◆ Task to complete: Print out the records below with nothing altered.

--- Material to process Enclosed Below ---

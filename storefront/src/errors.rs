use std::{path::PathBuf, time::Duration};

use solana_sdk::{program_error::ProgramError, pubkey::Pubkey, signature::Signature};
use storefront_client::rpc::RpcError;
use storefront_sdk::StorefrontSdkError;
use thiserror::Error;

use crate::bootstrap::BootstrapStage;

#[derive(Error, Debug)]
pub enum StorefrontError {
    #[error("Metadata error: {0}")]
    Metadata(#[from] MetadataError),

    #[error("Configuration error: {0}")]
    Configuration(#[from] ConfigError),

    #[error("Selection error: {0}")]
    Selection(#[from] SelectionError),

    #[error("RPC error: {0}")]
    Rpc(#[from] RpcError),

    #[error("SDK error: {0}")]
    Sdk(#[from] StorefrontSdkError),

    #[error("Program error: {0}")]
    Program(#[from] ProgramError),

    #[error("Funding transfer {signature} to {wallet} was not confirmed")]
    FundingNotConfirmed { wallet: Pubkey, signature: Signature },

    #[error("Cannot {step} at stage {current}, requires {required}")]
    OutOfOrder {
        step: &'static str,
        required: BootstrapStage,
        current: BootstrapStage,
    },

    #[error("{operation} did not complete within {timeout:?}")]
    DeadlineExceeded {
        operation: &'static str,
        timeout: Duration,
    },

    #[error("{operation} was cancelled")]
    Cancelled { operation: &'static str },

    #[error(transparent)]
    Other(#[from] anyhow::Error),
}

impl StorefrontError {
    /// The ledger rejection behind this error, if it came from a submitted
    /// transaction.
    pub fn transaction_error(&self) -> Option<&solana_sdk::transaction::TransactionError> {
        match self {
            StorefrontError::Rpc(error) => error.transaction_error(),
            _ => None,
        }
    }
}

#[derive(Error, Debug)]
pub enum MetadataError {
    #[error("Failed to read {path}: {source}")]
    Read {
        path: PathBuf,
        source: std::io::Error,
    },

    #[error("Failed to parse {path}: {source}")]
    Parse {
        path: PathBuf,
        source: serde_json::Error,
    },

    #[error("Asset {index} ({name}) has no file reference to use as content uri")]
    MissingFileReference { index: usize, name: String },

    #[error("Asset {index} ({name}) has an empty content uri")]
    EmptyUri { index: usize, name: String },
}

#[derive(Error, Debug)]
pub enum ConfigError {
    #[error("Invalid cluster: {0}")]
    InvalidCluster(String),

    #[error("Invalid commitment level: {0}")]
    InvalidCommitment(String),

    #[error("Invalid sale pick `{0}`, expected first, index:<n> or name:<asset name>")]
    InvalidSalePick(String),

    #[error("Invalid airdrop amount: {0} SOL")]
    InvalidAirdropAmount(f64),

    #[error("{field} is {len} bytes, limit is {limit}")]
    StoreFieldTooLong {
        field: &'static str,
        len: usize,
        limit: usize,
    },
}

#[derive(Error, Debug, PartialEq, Eq)]
pub enum SelectionError {
    #[error("No assets were minted")]
    NoAssets,

    #[error("Asset index {index} out of range, {len} assets minted")]
    IndexOutOfRange { index: usize, len: usize },

    #[error("No minted asset named `{name}`")]
    NameNotFound { name: String },
}
use solana_program::hash::hash;

/// Anchor instruction discriminator, `sha256("global:<name>")[..8]`.
pub fn instruction_discriminator(name: &str) -> [u8; 8] {
    discriminator("global", name)
}

/// Anchor account discriminator, `sha256("account:<Name>")[..8]`.
pub fn account_discriminator(name: &str) -> [u8; 8] {
    discriminator("account", name)
}

fn discriminator(namespace: &str, name: &str) -> [u8; 8] {
    let preimage = format!("{}:{}", namespace, name);
    let mut discriminator = [0u8; 8];
    discriminator.copy_from_slice(&hash(preimage.as_bytes()).to_bytes()[..8]);
    discriminator
}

--- End of Enclosed Material to process ---

◆ Response:
filename storefront/src/errors.rs
use std::{path::PathBuf, time::Duration};

use solana_sdk::{program_error::ProgramError, pubkey::Pubkey, signature::Signature};
use storefront_client::rpc::RpcError;
use storefront_sdk::StorefrontSdkError;
use thiserror::Error;

use crate::bootstrap::BootstrapStage;

#[derive(Error, Debug)]
pub enum StorefrontError {
    #[error("Metadata error: {0}")]
    Metadata(#[from] MetadataError),

    #[error("Configuration error: {0}")]
    Configuration(#[from] ConfigError),

    #[error("Selection error: {0}")]
    Selection(#[from] SelectionError),

    #[error("RPC error: {0}")]
    Rpc(#[from] RpcError),

    #[error("SDK error: {0}")]
    Sdk(#[from] StorefrontSdkError),

    #[error("Program error: {0}")]
    Program(#[from] ProgramError),

    #[error("Funding transfer {signature} to {wallet} was not confirmed")]
    FundingNotConfirmed { wallet: Pubkey, signature: Signature },

    #[error("Cannot {step} at stage {current}, requires {required}")]
    OutOfOrder {
        step: &'static str,
        required: BootstrapStage,
        current: BootstrapStage,
    },

    #[error("{operation} did not complete within {timeout:?}")]
    DeadlineExceeded {
        operation: &'static str,
        timeout: Duration,
    },

    #[error("{operation} was cancelled")]
    Cancelled { operation: &'static str },

    #[error(transparent)]
    Other(#[from] anyhow::Error),
}

impl StorefrontError {
    /// The ledger rejection behind this error, if it came from a submitted
    /// transaction.
    pub fn transaction_error(&self) -> Option<&solana_sdk::transaction::TransactionError> {
        match self {
            StorefrontError::Rpc(error) => error.transaction_error(),
            _ => None,
        }
    }
}

#[derive(Error, Debug)]
pub enum MetadataError {
    #[error("Failed to read {path}: {source}")]
    Read {
        path: PathBuf,
        source: std::io::Error,
    },

    #[error("Failed to parse {path}: {source}")]
    Parse {
        path: PathBuf,
        source: serde_json::Error,
    },

    #[error("Asset {index} ({name}) has no file reference to use as content uri")]
    MissingFileReference { index: usize, name: String },

    #[error("Asset {index} ({name}) has an empty content uri")]
    EmptyUri { index: usize, name: String },
}

#[derive(Error, Debug)]
pub enum ConfigError {
    #[error("Invalid cluster: {0}")]
    InvalidCluster(String),

    #[error("Invalid commitment level: {0}")]
    InvalidCommitment(String),

    #[error("Invalid sale pick `{0}`, expected first, index:<n> or name:<asset name>")]
    InvalidSalePick(String),

    #[error("Invalid airdrop amount: {0} SOL")]
    InvalidAirdropAmount(f64),

    #[error("{field} is {len} bytes, limit is {limit}")]
    StoreFieldTooLong {
        field: &'static str,
        len: usize,
        limit: usize,
    },
}

#[derive(Error, Debug, PartialEq, Eq)]
pub enum SelectionError {
    #[error("No assets were minted")]
    NoAssets,

    #[error("Asset index {index} out of range, {len} assets minted")]
    IndexOutOfRange { index: usize, len: usize },

    #[error("No minted asset named `{name}`")]
    NameNotFound { name: String },
}
use solana_program::hash::hash;

/// Anchor instruction discriminator, `sha256("global:<name>")[..8]`.
pub fn instruction_discriminator(name: &str) -> [u8; 8] {
    discriminator("global", name)
}

/// Anchor account discriminator, `sha256("account:<Name>")[..8]`.
pub fn account_discriminator(name: &str) -> [u8; 8] {
    discriminator("account", name)
}

fn discriminator(namespace: &str, name: &str) -> [u8; 8] {
    let preimage = format!("{}:{}", namespace, name);
    let mut discriminator = [0u8; 8];
    discriminator.copy_from_slice(&hash(preimage.as_bytes()).to_bytes()[..8]);
    discriminator
}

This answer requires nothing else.